Expenditure on the Government’s so-called Direct Action climate policy will be capped, irrespective of whether Australia’s promised 5 per cent reduction in emissions is achieved in 2020.
The Australian institutions that help us understand and act on climate change have all been weakened or killed. Funding for the CSIRO and Bureau of Meteorology has been reduced, the Australian Climate Change Science program amalgamated, and the Climate Change Authority is on on death row.
The programs and institutions that sought to make Australia a profitable part of global solutions to climate change are also under the hammer.
The Government’s decision to abolish the Australian Renewable Energy Agency is just the latest attack on one of the fastest growing industries in the country, following the introduction of legislation to abolish the Clean Energy Finance Corporation, and coinciding with the “review” of the Renewable Energy Target, which increasingly appears intended to have a pre-determined outcome.
We’d also promised to chip in to stop the world’s remaining rainforests being slashed and burned, but Hockey’s gone crook on that one too. Globally, deforestation contributes about 12 per cent to global emissions as well driving numerous plant and animal species to extinction.
Australia has previously contributed significantly to international forest and environmental programs, but in an ornery exercise in “do as I say, not as I do”, almost all such funding appears to have been cut, replaced with $800,000 in this Budget for Australia to run a conference to convince other countries to sign up to a global rainforest deal.
The Budget undermines Environment Minister Greg Hunt’s laudable stated ambition on rainforests, because nobody listens to the town bludger.
The Budget shows a common contempt for the vulnerable and voiceless wherever they are in the world; whether a struggling single mum in Western Sydney, poor people in developing nations who were depending on our mateship to help them with the struggle out of poverty, and all of the planet’s children who need a stable climate in the future.
At the same time, the Budget makes life easier for big business. Corporate tax rates have been reduced and many company tax concessions maintained.
The double standard is particularly galling when it comes to the fossil fuel companies who drive climate change. Not only do such companies, for example, get to keep their fuel tax rebate, they also gain an exploration development incentive and have been told to expect the repeal of the carbon and mining taxes.
We will all now pay for a visit to the doctor when we’re ill, but big business does not have to pay for the pollution it pumps into the atmosphere.
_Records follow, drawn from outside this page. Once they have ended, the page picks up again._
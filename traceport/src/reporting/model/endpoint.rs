use serde::Serialize;
use std::net::{IpAddr, Ipv4Addr, Ipv6Addr};
use typed_builder::TypedBuilder;

#[derive(TypedBuilder, Clone, Debug, Serialize)]
#[serde(rename_all = "camelCase")]
pub(crate) struct Endpoint {
    #[builder(setter(strip_option), default)]
    #[serde(skip_serializing_if = "Option::is_none")]
    pub(crate) service_name: Option<String>,
    #[builder(setter(strip_option), default)]
    #[serde(skip_serializing_if = "Option::is_none")]
    pub(crate) ipv4: Option<Ipv4Addr>,
    #[builder(setter(strip_option), default)]
    #[serde(skip_serializing_if = "Option::is_none")]
    pub(crate) ipv6: Option<Ipv6Addr>,
    #[builder(setter(strip_option), default)]
    #[serde(skip_serializing_if = "Option::is_none")]
    pub(crate) port: Option<u16>,
}

impl Endpoint {
    pub(crate) fn with_address(service_name: Option<String>, addr: IpAddr, port: u16) -> Self {
        match addr {
            IpAddr::V4(v4) => Endpoint {
                service_name,
                ipv4: Some(v4),
                ipv6: None,
                port: Some(port),
            },
            IpAddr::V6(v6) => Endpoint {
                service_name,
                ipv4: None,
                ipv6: Some(v6),
                port: Some(port),
            },
        }
    }
}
The Treasurer made it clear that penalties will apply to welfare recipients who fail to comply with the new regime. Yet who will follow up breaches of environmental conditions by coal and gas companies given the funding and staffing cuts to the federal Environment Department? The poor are policed while the fossil fuel companies are allowed to run amok.
Problems like global poverty and climate change can’t be solved by any one nation alone; we all need to chip in. That is why we have complex international agreements to set out who is going to do what, so that the whole world can benefit.
But with this Budget, Hockey has signaled to the rest of the planet that Australia expects to free ride on the efforts of others. He has abandoned the core Australian value of being true blue.